> Exercise requirements
Wherever a line in the records below contains "TeamId", copy that line.
◇ ◇ ◇ ◇ ◇ ◇ ◇
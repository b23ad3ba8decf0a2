use std::collections::{BTreeMap, BTreeSet};

use super::{ArmyId, TeamId, TileIndex};
use crate::catalog::Catalog;
use crate::state::EntityId;

/// Mutable per-tile state layered over the catalog's tile templates.
#[derive(Clone, Debug, PartialEq, Eq, Default)]
#[cfg_attr(feature = "serde", derive(serde::Serialize, serde::Deserialize))]
pub struct TileState {
    pub index: TileIndex,
    pub parcels: u32,
    pub buildings: BTreeSet<EntityId>,
    /// Buildings under construction, by the team that started them.
    pub unfinished: BTreeMap<TeamId, BTreeSet<EntityId>>,
    /// Neighbour tiles connected by a road. Kept symmetric.
    pub roads: BTreeSet<TileIndex>,
    pub occupant: Option<ArmyId>,
}

impl TileState {
    pub fn new(index: TileIndex, parcels: u32) -> Self {
        Self {
            index,
            parcels,
            ..Self::default()
        }
    }

    pub fn used_parcels(&self) -> u32 {
        let unfinished: usize = self.unfinished.values().map(BTreeSet::len).sum();
        u32::try_from(self.buildings.len() + unfinished).unwrap_or(u32::MAX)
    }

    pub fn has_free_parcel(&self) -> bool {
        self.used_parcels() < self.parcels
    }

    pub fn is_over_capacity(&self) -> bool {
        self.used_parcels() > self.parcels
    }

    pub fn is_unfinished(&self, team: &TeamId, building: &EntityId) -> bool {
        self.unfinished
            .get(team)
            .is_some_and(|set| set.contains(building))
    }

    /// Removes an unfinished building, dropping the team entry once empty.
    pub fn take_unfinished(&mut self, team: &TeamId, building: &EntityId) -> bool {
        let Some(set) = self.unfinished.get_mut(team) else {
            return false;
        };
        let removed = set.remove(building);
        if set.is_empty() {
            self.unfinished.remove(team);
        }
        removed
    }
}

#[derive(Clone, Debug, PartialEq, Eq, Default)]
#[cfg_attr(feature = "serde", derive(serde::Serialize, serde::Deserialize))]
pub struct MapState {
    pub tiles: BTreeMap<TileIndex, TileState>,
}

impl MapState {
    /// One empty tile state per catalog template.
    pub fn from_catalog(catalog: &Catalog) -> Self {
        Self {
            tiles: catalog
                .tiles()
                .map(|template| {
                    (
                        template.index,
                        TileState::new(template.index, template.parcels),
                    )
                })
                .collect(),
        }
    }

    pub fn tile(&self, index: TileIndex) -> Option<&TileState> {
        self.tiles.get(&index)
    }

    pub fn tile_mut(&mut self, index: TileIndex) -> Option<&mut TileState> {
        self.tiles.get_mut(&index)
    }

    pub fn has_road(&self, a: TileIndex, b: TileIndex) -> bool {
        self.tile(a).is_some_and(|tile| tile.roads.contains(&b))
    }

    /// Connects two tiles in both directions. Returns false if a tile is missing.
    pub fn add_road(&mut self, a: TileIndex, b: TileIndex) -> bool {
        if !self.tiles.contains_key(&a) || !self.tiles.contains_key(&b) {
            return false;
        }
        if let Some(tile) = self.tile_mut(a) {
            tile.roads.insert(b);
        }
        if let Some(tile) = self.tile_mut(b) {
            tile.roads.insert(a);
        }
        true
    }

    pub fn occupant_of(&self, index: TileIndex) -> Option<&ArmyId> {
        self.tile(index).and_then(|tile| tile.occupant.as_ref())
    }
}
◇ ◇ ◇ ◇ ◇ ◇ ◇
> Worked solution
use super::{ArmyId, TeamId, TileIndex};
    pub unfinished: BTreeMap<TeamId, BTreeSet<EntityId>>,
    pub fn is_unfinished(&self, team: &TeamId, building: &EntityId) -> bool {
    pub fn take_unfinished(&mut self, team: &TeamId, building: &EntityId) -> bool {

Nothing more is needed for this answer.